Exactly fifty years later, in 1863, a wartime commission appointed by President Abraham Lincoln reported back with its recommendations regarding the future of former slaves freed by the Emancipation Proclamation. The commission’s report was significantly influenced by interviews conducted with formerly enslaved men and women in Canada, all collected by a commissioner who believed that Canada could provide the most instructive guidance on the topic of black freedom. Framed by these episodes, this book introduces a timeline of the American anti-slavery movement that emphasizes the importance of international patterns and events reshaping the geography of Atlantic slavery and freedom in the nineteenth century.
In the last several decades, widespread interest in narratives of slavery and resistance has increased in the United States as Americans seek to understand and grapple with the many, often tragic, ways our nation’s history of slavery and institutional racism still reverberates in our daily lives.

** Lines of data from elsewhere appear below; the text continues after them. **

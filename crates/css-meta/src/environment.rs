//! Deployment environment labels
//!
//! The environment is handed to autoprefixer, which maps it to a
//! browserslist environment. Only `oldie` changes which steps run.

use std::convert::Infallible;
use std::fmt;
use std::str::FromStr;

use serde::{Deserialize, Serialize};

/// Deployment environment label.
///
/// Labels other than `production` and `oldie` are carried verbatim.
/// Matching is exact: `Production` is an unrecognized label, not an alias.
#[derive(Debug, Clone, PartialEq, Eq, Hash, Default, Serialize, Deserialize)]
#[serde(from = "String", into = "String")]
pub enum Environment {
    /// Regular production build.
    #[default]
    Production,

    /// Legacy-browser (IE8) compatibility build.
    Oldie,

    /// Any other caller-supplied label.
    Other(String),
}

impl Environment {
    /// The label as passed to plugins.
    pub fn as_str(&self) -> &str {
        match self {
            Environment::Production => "production",
            Environment::Oldie => "oldie",
            Environment::Other(label) => label,
        }
    }

    /// Whether this environment targets legacy browsers.
    ///
    /// Decided by the label, so `Other("oldie")` counts as well.
    pub fn is_legacy(&self) -> bool {
        self.as_str() == "oldie"
    }
}

impl FromStr for Environment {
    type Err = Infallible;

    fn from_str(s: &str) -> std::result::Result<Self, Self::Err> {
        Ok(match s {
            "production" => Environment::Production,
            "oldie" => Environment::Oldie,
            other => Environment::Other(other.to_string()),
        })
    }
}

impl From<&str> for Environment {
    fn from(s: &str) -> Self {
        match s.parse() {
            Ok(env) => env,
            Err(never) => match never {},
        }
    }
}

impl From<String> for Environment {
    fn from(s: String) -> Self {
        Environment::from(s.as_str())
    }
}

impl From<Environment> for String {
    fn from(env: Environment) -> Self {
        match env {
            Environment::Other(label) => label,
            known => known.as_str().to_string(),
        }
    }
}

impl fmt::Display for Environment {
    fn fmt(&self, f: &mut fmt::Formatter<'_>) -> fmt::Result {
        f.write_str(self.as_str())
    }
}
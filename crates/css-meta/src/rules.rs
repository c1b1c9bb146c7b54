//! Path rule table
//!
//! The rule table is the data half of resolution: which subtree is the
//! review application, which parts of it are left alone, and how legacy
//! stylesheets are named. The resolver in `css-core` is the logic half.
//!
//! # Example TOML
//!
//! ```toml
//! app_subtree = "app"
//! excluded_subtrees = ["app/views/full-page-examples"]
//! legacy_marker = "ie8"
//! pseudo_class_blacklist = [":not(", ":hover)"]
//! ```
//!
//! Every field is optional; missing fields take the built-in defaults.

use css_fs::{ConfigStore, NormalizedPath};
use serde::{Deserialize, Serialize};

use crate::{Error, Result};

/// Built-in application subtree.
pub const DEFAULT_APP_SUBTREE: &str = "app";

/// Built-in exclusion: the full-page examples render as standalone pages.
pub const DEFAULT_EXCLUDED_SUBTREES: &[&str] = &["app/views/full-page-examples"];

/// Built-in legacy file marker (`main-ie8.css`, `main-ie8.min.css`).
pub const DEFAULT_LEGACY_MARKER: &str = "ie8";

/// Selectors the pseudo-class plugin mangles when expanded.
pub const DEFAULT_PSEUDO_CLASS_BLACKLIST: &[&str] = &[
    ":not(",
    ":disabled)",
    ":last-child)",
    ":focus)",
    ":active)",
    ":hover)",
];

/// Path rules consulted by the resolver.
#[derive(Debug, Clone, PartialEq, Eq, Serialize, Deserialize)]
#[serde(default)]
pub struct RuleTable {
    /// Subtree whose stylesheets get pseudo-class companions
    pub app_subtree: String,

    /// Subtrees inside the application that are skipped
    pub excluded_subtrees: Vec<String>,

    /// Marker before the extension identifying legacy stylesheets
    pub legacy_marker: String,

    /// Options passed through to the pseudo-class step
    pub pseudo_class_blacklist: Vec<String>,
}

impl Default for RuleTable {
    fn default() -> Self {
        Self {
            app_subtree: DEFAULT_APP_SUBTREE.to_string(),
            excluded_subtrees: DEFAULT_EXCLUDED_SUBTREES
                .iter()
                .map(|s| s.to_string())
                .collect(),
            legacy_marker: DEFAULT_LEGACY_MARKER.to_string(),
            pseudo_class_blacklist: DEFAULT_PSEUDO_CLASS_BLACKLIST
                .iter()
                .map(|s| s.to_string())
                .collect(),
        }
    }
}

impl RuleTable {
    /// Load a rule table from a TOML, JSON, or YAML file and validate it.
    pub fn load(path: &NormalizedPath) -> Result<Self> {
        let table: Self = ConfigStore::new().load(path)?;
        table.validate().map_err(|e| match e {
            Error::InvalidRuleTable { message } => Error::InvalidRuleTableFile {
                path: path.to_native(),
                message,
            },
            other => other,
        })?;
        tracing::debug!(path = %path, "Loaded rule table");
        Ok(table)
    }

    /// Load from `path` if it exists, otherwise return the defaults.
    pub fn load_or_default(path: &NormalizedPath) -> Result<Self> {
        if path.to_native().is_file() {
            Self::load(path)
        } else {
            tracing::debug!(path = %path, "No rule table found, using defaults");
            Ok(Self::default())
        }
    }

    /// Check the table is internally consistent.
    ///
    /// The application subtree and the legacy marker must be non-empty, and
    /// every excluded subtree must lie inside the application subtree.
    pub fn validate(&self) -> Result<()> {
        let app = NormalizedPath::new(&self.app_subtree);
        if app.is_empty() {
            return Err(Error::InvalidRuleTable {
                message: "app_subtree must not be empty".to_string(),
            });
        }

        if self.legacy_marker.trim().is_empty() {
            return Err(Error::InvalidRuleTable {
                message: "legacy_marker must not be empty".to_string(),
            });
        }

        for excluded in &self.excluded_subtrees {
            let excluded = NormalizedPath::new(excluded);
            if excluded.is_empty() || !excluded.starts_with_dir(app.as_str()) {
                return Err(Error::InvalidRuleTable {
                    message: format!(
                        "excluded subtree '{}' is not inside app subtree '{}'",
                        excluded, app
                    ),
                });
            }
        }

        Ok(())
    }

    /// Application subtree in normalized form.
    pub fn app_path(&self) -> NormalizedPath {
        NormalizedPath::new(&self.app_subtree)
    }

    /// Excluded subtrees in normalized form.
    pub fn excluded_paths(&self) -> Vec<NormalizedPath> {
        self.excluded_subtrees.iter().map(NormalizedPath::new).collect()
    }
}
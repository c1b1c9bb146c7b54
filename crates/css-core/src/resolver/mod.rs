//! Plugin pipeline resolution
//!
//! The `ConfigResolver` turns a stylesheet path and a deployment environment
//! into the ordered list of PostCSS steps to run on that file.
//!
//! # Decision order
//!
//! 1. **Environment** - a legacy file name (`*-ie8.css`, `*-ie8.min.css`)
//!    forces `oldie`; otherwise the caller's label is kept as-is.
//! 2. **Baseline** - `autoprefixer` with the effective environment, always first.
//! 3. **Application** - `postcss-pseudo-classes` for files under the
//!    application subtree that are not in an excluded subtree.
//! 4. **Legacy** - `postcss-unmq`, `postcss-unopacity` and
//!    `postcss-color-rgba-fallback` when the effective environment is `oldie`.
//! 5. **Baseline** - `cssnano`, always last.
//!
//! Resolution is a pure function of the rule table, the path string and the
//! environment. Nothing is read from disk.

mod predicates;

use std::sync::LazyLock;

use css_fs::NormalizedPath;
use css_meta::{Environment, PluginName, PluginStep, RuleTable};
use regex::Regex;
use serde::{Deserialize, Serialize};

use crate::Result;
use crate::input::ResolveOptions;

pub use predicates::{in_app_subtree, in_excluded_subtree, is_legacy_stylesheet, legacy_pattern};

/// An ordered plugin pipeline for one stylesheet
#[derive(Debug, Clone, PartialEq, Serialize, Deserialize)]
pub struct ResolvedConfig {
    /// Environment handed to the steps after legacy detection
    pub env: Environment,

    /// Steps in execution order
    pub plugins: Vec<PluginStep>,
}

impl ResolvedConfig {
    /// Plugin names in execution order.
    pub fn plugin_names(&self) -> Vec<&'static str> {
        self.plugins.iter().map(|step| step.name.as_str()).collect()
    }

    /// Whether a plugin is part of the pipeline.
    pub fn contains(&self, name: PluginName) -> bool {
        self.plugins.iter().any(|step| step.name == name)
    }

    /// The step for a plugin, if scheduled.
    pub fn step(&self, name: PluginName) -> Option<&PluginStep> {
        self.plugins.iter().find(|step| step.name == name)
    }
}

/// Which rules a path triggered.
#[derive(Debug, Clone, Copy, Default, PartialEq, Eq, Serialize, Deserialize)]
pub struct PathMatch {
    /// File name carries the legacy marker
    pub legacy: bool,
    /// Directory is under the application subtree
    pub in_app: bool,
    /// Directory is under an excluded subtree
    pub excluded: bool,
}

impl PathMatch {
    /// Whether the pseudo-class step applies.
    pub fn wants_pseudo_classes(&self) -> bool {
        self.in_app && !self.excluded
    }
}

/// Resolves plugin pipelines against a rule table
///
/// Holds only immutable data, so one resolver can be shared freely
/// across threads.
#[derive(Debug, Clone)]
pub struct ConfigResolver {
    rules: RuleTable,
    legacy_pattern: Regex,
    app: NormalizedPath,
    excluded: Vec<NormalizedPath>,
    root: Option<NormalizedPath>,
}

static DEFAULT_RESOLVER: LazyLock<ConfigResolver> = LazyLock::new(|| {
    ConfigResolver::new(RuleTable::default()).expect("Built-in rule table must be valid")
});

impl ConfigResolver {
    /// Create a resolver for the given rule table.
    ///
    /// The table is validated and the legacy pattern compiled up front so
    /// that `resolve` itself cannot fail.
    pub fn new(rules: RuleTable) -> Result<Self> {
        rules.validate()?;
        let legacy_pattern = legacy_pattern(&rules.legacy_marker)?;

        Ok(Self {
            app: rules.app_path(),
            excluded: rules.excluded_paths(),
            legacy_pattern,
            rules,
            root: None,
        })
    }

    /// Resolver with the built-in rule table.
    pub fn builtin() -> &'static Self {
        &DEFAULT_RESOLVER
    }

    /// Treat paths under `root` as relative to it.
    ///
    /// Rule subtrees are relative to the project root. Absolute paths
    /// outside `root` are matched as given, which means they only ever
    /// pick up the legacy rule.
    pub fn with_root(mut self, root: impl Into<NormalizedPath>) -> Self {
        self.root = Some(root.into());
        self
    }

    /// Evaluate the path predicates for a file.
    pub fn classify(&self, path: &NormalizedPath) -> PathMatch {
        let path = self.relative(path);
        let in_app = in_app_subtree(&path, &self.app);

        PathMatch {
            legacy: is_legacy_stylesheet(&path, &self.legacy_pattern),
            in_app,
            excluded: in_app && in_excluded_subtree(&path, &self.excluded),
        }
    }

    /// Resolve the plugin pipeline for the given options.
    pub fn resolve(&self, options: &ResolveOptions) -> ResolvedConfig {
        let path = options.path();
        let matched = path
            .as_ref()
            .map(|path| self.classify(path))
            .unwrap_or_default();

        let env = if matched.legacy {
            Environment::Oldie
        } else {
            options.env.clone()
        };

        let mut plugins = vec![PluginStep::autoprefixer(&env)];

        if matched.wants_pseudo_classes() {
            plugins.push(PluginStep::pseudo_classes(&self.rules.pseudo_class_blacklist));
        }

        if env.is_legacy() {
            plugins.push(PluginStep::unmq());
            plugins.push(PluginStep::unopacity());
            plugins.push(PluginStep::color_rgba_fallback());
        }

        plugins.push(PluginStep::cssnano());

        tracing::debug!(
            path = path.as_ref().map(NormalizedPath::as_str).unwrap_or(""),
            requested_env = %options.env,
            env = %env,
            steps = plugins.len(),
            "Resolved plugin pipeline"
        );

        ResolvedConfig { env, plugins }
    }

    /// Shorthand for resolving a path string.
    pub fn resolve_path(&self, env: impl Into<Environment>, path: &str) -> ResolvedConfig {
        self.resolve(&ResolveOptions::new(env).with_file(path))
    }

    fn relative(&self, path: &NormalizedPath) -> NormalizedPath {
        self.root
            .as_ref()
            .and_then(|root| path.strip_dir_prefix(root.as_str()))
            .unwrap_or_else(|| path.clone())
    }
}

/// Resolve against the built-in rule table.
pub fn resolve(options: &ResolveOptions) -> ResolvedConfig {
    ConfigResolver::builtin().resolve(options)
}
//! Error types for css-cli

/// Result type for CLI operations
pub type Result<T> = std::result::Result<T, CliError>;

/// Errors that can occur in CLI operations
#[derive(Debug, thiserror::Error)]
pub enum CliError {
    /// Error from css-core
    #[error(transparent)]
    Core(#[from] css_core::Error),

    /// Error from css-meta
    #[error(transparent)]
    Meta(#[from] css_meta::Error),

    /// Error from css-fs
    #[error(transparent)]
    Fs(#[from] css_fs::Error),

    /// Standard I/O error
    #[error(transparent)]
    Io(#[from] std::io::Error),

    /// Malformed JSON input
    #[error("Invalid JSON input: {0}")]
    Json(#[from] serde_json::Error),

    /// User-facing error with a message
    #[error("{message}")]
    User { message: String },
}

impl CliError {
    /// Create a new user error with the given message
    pub fn user(message: impl Into<String>) -> Self {
        Self::User {
            message: message.into(),
        }
    }
}
//! Error types for css-meta

use std::path::PathBuf;

pub type Result<T> = std::result::Result<T, Error>;

#[derive(Debug, thiserror::Error)]
pub enum Error {
    #[error("Filesystem error: {0}")]
    Fs(#[from] css_fs::Error),

    #[error("Invalid rule table: {message}")]
    InvalidRuleTable { message: String },

    #[error("Invalid rule table at {path}: {message}")]
    InvalidRuleTableFile { path: PathBuf, message: String },
}
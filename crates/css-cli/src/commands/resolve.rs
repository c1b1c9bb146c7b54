//! Pipeline resolution command

use std::io::Read;
use std::path::{Path, PathBuf};

use colored::Colorize;
use css_core::{ConfigResolver, PathMatch, ResolveOptions, ResolvedConfig};
use serde::Serialize;

use crate::commands::load_rules;
use crate::error::Result;

/// Arguments for `csspipe resolve`
#[derive(Debug, Clone, Default)]
pub struct ResolveArgs {
    pub file: Option<String>,
    pub env: String,
    pub stdin: bool,
    pub root: Option<PathBuf>,
    pub config: Option<PathBuf>,
    pub explain: bool,
    pub json: bool,
}

#[derive(Serialize)]
struct ExplainedConfig<'a> {
    #[serde(flatten)]
    config: &'a ResolvedConfig,
    matched: PathMatch,
}

/// Resolve and print the pipeline for a stylesheet
pub fn run_resolve(cwd: &Path, args: &ResolveArgs) -> Result<()> {
    let options = if args.stdin {
        let mut input = String::new();
        std::io::stdin().read_to_string(&mut input)?;
        parse_options(&input)?
    } else {
        let options = ResolveOptions::new(args.env.as_str());
        match &args.file {
            Some(file) => options.with_file(file.as_str()),
            None => options,
        }
    };

    let mut resolver = ConfigResolver::new(load_rules(cwd, args.config.as_deref())?)?;
    if let Some(root) = &args.root {
        resolver = resolver.with_root(cwd.join(root));
    }

    let config = resolver.resolve(&options);
    let matched = options
        .path()
        .map(|path| resolver.classify(&path))
        .unwrap_or_default();

    if args.json {
        let output = if args.explain {
            serde_json::to_string_pretty(&ExplainedConfig {
                config: &config,
                matched,
            })?
        } else {
            serde_json::to_string_pretty(&config)?
        };
        println!("{output}");
        return Ok(());
    }

    print!("{}", render_pipeline(&options, &config));
    if args.explain {
        print!("{}", render_match(&matched));
    }
    Ok(())
}

/// Parse a JSON options object as read from stdin
pub fn parse_options(input: &str) -> Result<ResolveOptions> {
    Ok(serde_json::from_str(input.trim())?)
}

/// Human-readable rendering of a pipeline
pub fn render_pipeline(options: &ResolveOptions, config: &ResolvedConfig) -> String {
    let target = options
        .path()
        .map(|path| path.to_string())
        .unwrap_or_else(|| "(no file)".to_string());

    let mut out = format!(
        "{} {} {}\n",
        "Pipeline for".bold(),
        target.cyan(),
        format!("(env: {})", config.env).dimmed()
    );

    for (index, step) in config.plugins.iter().enumerate() {
        if step.options.is_empty() {
            out.push_str(&format!("  {}. {}\n", index + 1, step.name));
        } else {
            let options = serde_json::to_string(&step.options).unwrap_or_default();
            out.push_str(&format!(
                "  {}. {} {}\n",
                index + 1,
                step.name,
                options.dimmed()
            ));
        }
    }

    out
}

fn render_match(matched: &PathMatch) -> String {
    let mark = |hit: bool| if hit { "yes".green() } else { "no".dimmed() };
    format!(
        "\n  {:<14} {}\n  {:<14} {}\n  {:<14} {}\n",
        "Legacy file:",
        mark(matched.legacy),
        "In app:",
        mark(matched.in_app),
        "Excluded:",
        mark(matched.excluded)
    )
}

#[cfg(test)]
mod tests {
    use super::*;
    use css_core::FileReference;
    use css_meta::Environment;
    use pretty_assertions::assert_eq;

    #[test]
    fn test_parse_options_with_object_file() {
        let options =
            parse_options(r#"{ "env": "production", "file": { "path": "app/a-ie8.css" } }"#)
                .unwrap();
        assert_eq!(options.env, Environment::Production);
        assert_eq!(
            options.file,
            Some(FileReference::Object {
                path: "app/a-ie8.css".to_string()
            })
        );
    }

    #[test]
    fn test_parse_options_rejects_missing_env() {
        assert!(parse_options(r#"{ "file": "a.css" }"#).is_err());
    }

    #[test]
    fn test_render_pipeline_lists_steps_in_order() {
        colored::control::set_override(false);
        let options = ResolveOptions::new("production").with_file("example-ie8.css");
        let config = css_core::resolve(&options);

        let rendered = render_pipeline(&options, &config);

        assert_eq!(
            rendered,
            "Pipeline for example-ie8.css (env: oldie)\n\
             \x20 1. autoprefixer {\"env\":\"oldie\"}\n\
             \x20 2. postcss-unmq\n\
             \x20 3. postcss-unopacity\n\
             \x20 4. postcss-color-rgba-fallback\n\
             \x20 5. cssnano\n"
        );
    }

    #[test]
    fn test_render_without_file() {
        colored::control::set_override(false);
        let options = ResolveOptions::new("production");
        let config = css_core::resolve(&options);

        assert!(render_pipeline(&options, &config).starts_with("Pipeline for (no file)"));
    }

    #[test]
    fn test_render_match() {
        colored::control::set_override(false);
        let rendered = render_match(&PathMatch {
            legacy: true,
            in_app: false,
            excluded: false,
        });
        assert!(rendered.contains("Legacy file:   yes"));
        assert!(rendered.contains("In app:        no"));
    }
}
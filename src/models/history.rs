use chrono::Local;
use serde::{Deserialize, Serialize};

use crate::models::GeminiModel;

pub const TIMESTAMP_FORMAT: &str = "%Y-%m-%d %H:%M:%S";

#[derive(Debug, Clone, PartialEq, Eq, Serialize, Deserialize)]
pub struct HistoryEntry {
    pub formatted_prompt: String,
    pub timestamp: String,
    pub input_prompt: String,
    pub model: GeminiModel,
}

impl HistoryEntry {
    pub fn new(
        formatted_prompt: impl Into<String>,
        input_prompt: impl Into<String>,
        model: GeminiModel,
    ) -> Self {
        Self {
            formatted_prompt: formatted_prompt.into(),
            timestamp: Local::now().format(TIMESTAMP_FORMAT).to_string(),
            input_prompt: input_prompt.into(),
            model,
        }
    }

    pub fn with_timestamp(mut self, timestamp: impl Into<String>) -> Self {
        self.timestamp = timestamp.into();
        self
    }

    /// `prompt_2025-05-20_14-03-09.txt` for a `2025-05-20 14:03:09` entry.
    pub fn file_name(&self) -> String {
        format!(
            "prompt_{}.txt",
            self.timestamp.replace(':', "-").replace(' ', "_")
        )
    }
}
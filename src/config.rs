use std::env;

use crate::error::{PromptError, Result};
use crate::models::{EnhancerProfile, GeminiModel};
use crate::prompt::form::FormLayout;

pub const API_KEY_ENV: &str = "GEMINI_API_KEY";
pub const DEFAULT_BASE_URL: &str = "https://generativelanguage.googleapis.com/v1beta";
pub const DEFAULT_TIMEOUT_SECS: u64 = 90;
pub const DEFAULT_WRAP_WIDTH: usize = 80;

#[derive(Debug, Clone)]
pub struct GeminiConfig {
    pub api_key: Option<String>,
    pub api_key_env: String,
    pub base_url: String,
    pub timeout_secs: u64,
}

impl Default for GeminiConfig {
    fn default() -> Self {
        GeminiConfig {
            api_key: None,
            api_key_env: API_KEY_ENV.to_string(),
            base_url: DEFAULT_BASE_URL.to_string(),
            timeout_secs: DEFAULT_TIMEOUT_SECS,
        }
    }
}

impl GeminiConfig {
    pub fn new() -> Self {
        Self::default()
    }

    /// The API key itself is left unset so it is looked up when a request is made.
    pub fn from_env() -> Self {
        let base_url = env::var("GEMINI_BASE_URL")
            .ok()
            .map(|url| url.trim().trim_end_matches('/').to_string())
            .filter(|url| !url.is_empty())
            .unwrap_or_else(|| DEFAULT_BASE_URL.to_string());
        let timeout_secs = env::var("GEMINI_TIMEOUT_SECS")
            .ok()
            .and_then(|s| s.trim().parse().ok())
            .filter(|secs| *secs > 0)
            .unwrap_or(DEFAULT_TIMEOUT_SECS);

        GeminiConfig {
            api_key: None,
            api_key_env: API_KEY_ENV.to_string(),
            base_url,
            timeout_secs,
        }
    }

    pub fn with_api_key(mut self, api_key: impl Into<String>) -> Self {
        self.api_key = Some(api_key.into());
        self
    }

    /// Environment variable consulted when no explicit key is configured.
    pub fn with_api_key_env(mut self, name: impl Into<String>) -> Self {
        self.api_key_env = name.into();
        self
    }

    pub fn with_base_url(mut self, base_url: impl Into<String>) -> Self {
        self.base_url = base_url.into().trim_end_matches('/').to_string();
        self
    }

    pub fn with_timeout_secs(mut self, timeout_secs: u64) -> Self {
        self.timeout_secs = timeout_secs;
        self
    }

    /// Explicit key first, then the configured environment variable
    /// (`GEMINI_API_KEY` unless overridden).
    pub fn resolve_api_key(&self) -> Result<String> {
        let explicit = self
            .api_key
            .as_deref()
            .map(str::trim)
            .filter(|key| !key.is_empty())
            .map(String::from);

        explicit
            .or_else(|| {
                env::var(&self.api_key_env)
                    .ok()
                    .map(|key| key.trim().to_string())
                    .filter(|key| !key.is_empty())
            })
            .ok_or_else(|| {
                PromptError::ConfigError(format!(
                    "{} is not set; add it to your environment or .env file",
                    self.api_key_env
                ))
            })
    }
}

#[derive(Debug, Clone)]
pub struct Config {
    pub gemini: GeminiConfig,
    pub default_model: GeminiModel,
    pub wrap_width: usize,
    pub form_layout: FormLayout,
    pub profile: EnhancerProfile,
}

impl Default for Config {
    fn default() -> Self {
        Config {
            gemini: GeminiConfig::default(),
            default_model: GeminiModel::default(),
            wrap_width: DEFAULT_WRAP_WIDTH,
            form_layout: FormLayout::default(),
            profile: EnhancerProfile::default(),
        }
    }
}

impl Config {
    pub fn new() -> Self {
        Self::default()
    }

    pub fn from_env() -> Result<Self> {
        let default_model = match env::var("GEMINI_MODEL") {
            Ok(id) if !id.trim().is_empty() => id
                .parse::<GeminiModel>()
                .map_err(|e| PromptError::ConfigError(format!("GEMINI_MODEL: {}", e)))?,
            _ => GeminiModel::default(),
        };
        let wrap_width = env::var("PROMPT_WRAP_WIDTH")
            .ok()
            .and_then(|s| s.trim().parse().ok())
            .filter(|width| *width > 0)
            .unwrap_or(DEFAULT_WRAP_WIDTH);
        let form_layout = match env::var("PROMPT_FORM_LAYOUT") {
            Ok(name) if !name.trim().is_empty() => FormLayout::from_name(&name)?,
            _ => FormLayout::default(),
        };
        let profile = match env::var("PROMPT_PROFILE") {
            Ok(name) if !name.trim().is_empty() => EnhancerProfile::from_name(&name)?,
            _ => EnhancerProfile::default(),
        };

        Ok(Config {
            gemini: GeminiConfig::from_env(),
            default_model,
            wrap_width,
            form_layout,
            profile,
        })
    }

    pub fn with_gemini(mut self, config: GeminiConfig) -> Self {
        self.gemini = config;
        self
    }

    pub fn with_model(mut self, model: GeminiModel) -> Self {
        self.default_model = model;
        self
    }

    pub fn with_wrap_width(mut self, width: usize) -> Self {
        self.wrap_width = width;
        self
    }

    pub fn with_form_layout(mut self, layout: FormLayout) -> Self {
        self.form_layout = layout;
        self
    }

    pub fn with_profile(mut self, profile: EnhancerProfile) -> Self {
        self.profile = profile;
        self
    }
}

#[cfg(test)]
mod tests {
    use super::*;

    #[test]
    fn test_explicit_api_key_wins() {
        let config = GeminiConfig::new().with_api_key("  secret-key ");
        assert_eq!(config.resolve_api_key().unwrap(), "secret-key");
    }

    #[test]
    fn test_missing_key_is_config_error() {
        let config = GeminiConfig::new()
            .with_api_key("   ")
            .with_api_key_env("RGENPROMPT_TEST_UNSET_KEY");
        let err = config.resolve_api_key().unwrap_err();
        assert!(matches!(err, PromptError::ConfigError(_)));
        assert!(err.to_string().contains("RGENPROMPT_TEST_UNSET_KEY"));
    }

    #[test]
    fn test_key_from_configured_env_var() {
        env::set_var("RGENPROMPT_TEST_SET_KEY", " env-key ");
        let config = GeminiConfig::new().with_api_key_env("RGENPROMPT_TEST_SET_KEY");
        assert_eq!(config.resolve_api_key().unwrap(), "env-key");
    }

    #[test]
    fn test_builder_defaults() {
        let config = Config::new()
            .with_wrap_width(60)
            .with_gemini(GeminiConfig::new().with_base_url("http://localhost:8080/v1beta/"));
        assert_eq!(config.wrap_width, 60);
        assert_eq!(config.gemini.base_url, "http://localhost:8080/v1beta");
        assert_eq!(config.gemini.timeout_secs, DEFAULT_TIMEOUT_SECS);
        assert_eq!(config.default_model, GeminiModel::Flash0520);
    }
}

Scholars, filmmakers, artists, activists, politicians, and the public continue to explore and examine the United States’ long and continuing history of black oppression and resilience in order to see a path forward. In a sense, this study captures a fifty-year period in which nineteenth-century Americans were engaged in a similar process on an international scale. American men and women, black and white, looked out from the borders of the United States to draw hope and inspiration from the surrounding geopolitical landscape. As pockets of international free soil began to dot the horizon, they provided evidence that slavery could be eliminated and that racial justice could prevail.
Although anti-slavery advocates and reformers often disagreed about what lessons should be drawn from free-soil havens abroad, they did agree that studying the way these locales experienced the transition from slavery to freedom would prove instructive for dismantling slavery and achieving racial equality in the United States. As models, symbols, and destinations, international free-soil havens brought a transnational geography of slavery and freedom right into the heart of the American anti-slavery movement.